Francesco Scullica of the Design Department of the Milan Polytechnic tells us how the projects for the next Winter Olympics are changing the face of mountain hospitality

2026 Olympics: Milan, Cortina, Valtellina. Three territories are preparing to welcome an international audience – athletes and their (numerous) teams, the public, sports enthusiasts – in intelligently designed spaces and, above all, with an eye already turned to the post-Olympic context.

We talked about it with Francesco Scullica, scientific director of the Interior Design Master of the Design School of the Polytechnic University of Milan and of the Executive Design Management Master in collaboration with Tongji University in Shanghai. We still have Paris 2024 before our eyes: athletes who pack their bags and leave the Olympic Village due to an excess of sustainable good intentions. But an Olympics is undoubtedly a ground for experimentation and reflection for the project.

What is happening in Italy?

Francesco Scullica: "The focus is on the possibilities of identity regeneration of the mountain contexts that will be the setting for outdoor sports. And for several reasons.

Cortina d'Ampezzo and Valtellina are territories that can really change under the regenerative push of an international event and, obviously, they are planned with a broad, long-term view. In this sense, I am a privileged observer in my role as president of the scientific committee of Welcoming Gate Projects and Development, the platform for comparison and networking in the hospitality and tourism sector conceived and coordinated by MC International. There are two major issues on the table.

First of all, the future of the mountains, a territory that, Olympics aside, must reconfigure its identity. Climate change forces us to a conceptual change of pace: the mountain must imagine itself as a new place starting from a solid local culture".

In this context, what is the work of architects and designers?

Francesco Scullica: "The work of the architect presupposes the ability to project oneself beyond. To imagine the hospitality space not only in its most obvious requirements, such as the beauty of a hotel room, but in the capacity of the sector to be a magnifying lens of the culture of a territory and its values.

Questioning the most traditional codes means above all carefully observing the materials, the construction techniques, the formal elements, both decorative and architectural, to give life to a compositional nomenclature that respects the cultural and historical identity, bringing it into the contemporary.

This is done by placing oneself in a positive relationship with the city, in a dialogue that takes into account the infrastructural components. Hospitality places must open up to the relationship with the inhabitants, present and future.

The projects of Cortina and Sondrio respond to a new type of tourism, more interested in experiencing the place in its entirety, in a more conscious contact with the beauty of the landscape, more respectful of the natural context, sustainable in every dimension".

Let's talk about Cortina, a place of somewhat faded luxury that is undergoing a truly important transformation...

Francesco Scullica: "Cortina is experiencing a tourism revolution. A city that, two years after the Olympics, is taking on the challenge of redesigning itself to become a year-round mountain destination.

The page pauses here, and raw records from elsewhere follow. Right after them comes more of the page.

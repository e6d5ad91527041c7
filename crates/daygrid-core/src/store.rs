//! Day-indexed event store.
//!
//! Provides a thread-safe [`EventStore`] that files every event under the
//! local calendar day of its start and answers per-day and per-hour
//! queries for the timeline. Safe to share via `Arc<EventStore>`: reads
//! run concurrently with each other, writes are exclusive.
//!
//! An event is filed under exactly one day. An event crossing midnight is
//! visible when querying its start day only.

use std::collections::BTreeMap;
use std::sync::{RwLock, RwLockReadGuard, RwLockWriteGuard};

use chrono::{DateTime, Utc};
use daygrid_types::{DayKey, Event};
use tracing::{debug, warn};

use crate::calendar::{HOURS_PER_DAY, TimelineCalendar};

type DayMap = BTreeMap<DayKey, Vec<Event>>;

/// Thread-safe store of events keyed by calendar day.
#[derive(Debug, Default)]
pub struct EventStore {
    /// Calendar used to derive day keys and hour windows.
    calendar: TimelineCalendar,
    /// Events per day, each day in insertion order.
    days: RwLock<DayMap>,
}

impl EventStore {
    /// Create an empty store bound to `calendar`.
    pub const fn new(calendar: TimelineCalendar) -> Self {
        Self {
            calendar,
            days: RwLock::new(BTreeMap::new()),
        }
    }

    /// Return the calendar this store normalizes days with.
    pub const fn calendar(&self) -> &TimelineCalendar {
        &self.calendar
    }

    /// File `event` under the day of its start.
    pub fn add(&self, event: Event) {
        let key = self.calendar.day_key(event.start);
        debug!(day = %key, event = event.name.as_str(), "filing event");
        self.write().entry(key).or_default().push(event);
    }

    /// File every event in `events`.
    pub fn add_all(&self, events: impl IntoIterator<Item = Event>) {
        let mut days = self.write();
        let mut added: usize = 0;
        for event in events {
            let key = self.calendar.day_key(event.start);
            days.entry(key).or_default().push(event);
            added = added.saturating_add(1);
        }
        debug!(added, "filed events in bulk");
    }

    /// Events filed under `day`, in insertion order.
    ///
    /// Returns an owned copy; an unknown day yields an empty vector.
    pub fn events_on(&self, day: DayKey) -> Vec<Event> {
        self.read().get(&day).cloned().unwrap_or_default()
    }

    /// Events filed under the local day containing `instant`.
    pub fn events_at(&self, instant: DateTime<Utc>) -> Vec<Event> {
        self.events_on(self.calendar.day_key(instant))
    }

    /// Events of `day` that intersect the half-open window of `hour`.
    ///
    /// Hours outside `0..=23`, and hours skipped by a DST transition,
    /// yield an empty result.
    pub fn events_overlapping_hour(&self, day: DayKey, hour: u32) -> Vec<Event> {
        if hour >= HOURS_PER_DAY {
            return Vec::new();
        }
        let Some((hour_start, hour_end)) = self.calendar.hour_window(day, hour) else {
            warn!(day = %day, hour, "hour does not exist in the configured time zone");
            return Vec::new();
        };
        self.read()
            .get(&day)
            .map(|events| {
                events
                    .iter()
                    .filter(|e| e.overlaps_window(hour_start, hour_end))
                    .cloned()
                    .collect()
            })
            .unwrap_or_default()
    }

    /// Remove every event filed under `day`. Other days are untouched.
    pub fn clear(&self, day: DayKey) {
        let removed = self.write().remove(&day).map_or(0, |events| events.len());
        debug!(day = %day, removed, "cleared day");
    }

    /// True when at least one event is filed under `day`.
    pub fn has_events(&self, day: DayKey) -> bool {
        self.read().get(&day).is_some_and(|events| !events.is_empty())
    }

    /// True when at least one event is filed under the day of `instant`.
    pub fn has_events_at(&self, instant: DateTime<Utc>) -> bool {
        self.has_events(self.calendar.day_key(instant))
    }

    /// Days that currently hold at least one event, in chronological order.
    pub fn days(&self) -> Vec<DayKey> {
        self.read()
            .iter()
            .filter(|(_, events)| !events.is_empty())
            .map(|(day, _)| *day)
            .collect()
    }

    /// Total number of events across all days.
    pub fn len(&self) -> usize {
        self.read().values().map(Vec::len).sum()
    }

    /// True when no day holds any event.
    pub fn is_empty(&self) -> bool {
        self.read().values().all(Vec::is_empty)
    }

    fn read(&self) -> RwLockReadGuard<'_, DayMap> {
        self.days.read().unwrap_or_else(|poisoned| {
            warn!("event store lock poisoned; recovering");
            poisoned.into_inner()
        })
    }

    fn write(&self) -> RwLockWriteGuard<'_, DayMap> {
        self.days.write().unwrap_or_else(|poisoned| {
            warn!("event store lock poisoned; recovering");
            poisoned.into_inner()
        })
    }
}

It is the ambition of the entire Alpine territory and is pursued with projects that highlight the relationship with the city, with its structure and its inhabitants, not just with hotel guests.

The pre-existing architectural heritage is collective, strongly identifying and the correct way for it to be brought into the present is linked to the idea of ​​imagining a type of tourism that seeks and recognizes local codes as part of the experience, that wants to understand the place, not just use it".

With the students of the Metaproject Laboratory of the School of Design of the Polytechnic of Milan you worked on the analysis and reinterpretation of the former Convent of San Lorenzo in Sondrio. What were the results?

Francesco Scullica: "A collective work that started from a critical reflection on the tourist experience in Alpine contexts. We invited students to operate with a custom-made perspective in the context of the contract.

The result was projects that include value, human and cultural elements. Not just spaces where you can stay as tourists but places of relationships, where you can fully experience a time that is not simply for leisure, but for life. We are in fact observing a great change in the concept of hospitality architecture: the hybridization of the concepts of living and traveling. The hotel is increasingly a 'home', a space that welcomes those who are passing through but want to stop, understand the territory and open up to the countless possibilities that a place can offer.

Another interesting project conducted with students was created for the Sustainable Hospitality Challenge by students Rosanna Caldarella, Giulia Ettori, Davide Grasso, Elisa Schembri with the tutoring of Elena Elgani.

Hòstraka is a floating resort, a set of small suite-boats that facilitate the direct experience of the natural environment and the marine ecosystem while participating in the collection of micro-plastics. Here too it is clear how appropriating even the most sensitive and urgent themes of the place is one of the most important aspects of an architecture that designs a new type of tourist experience".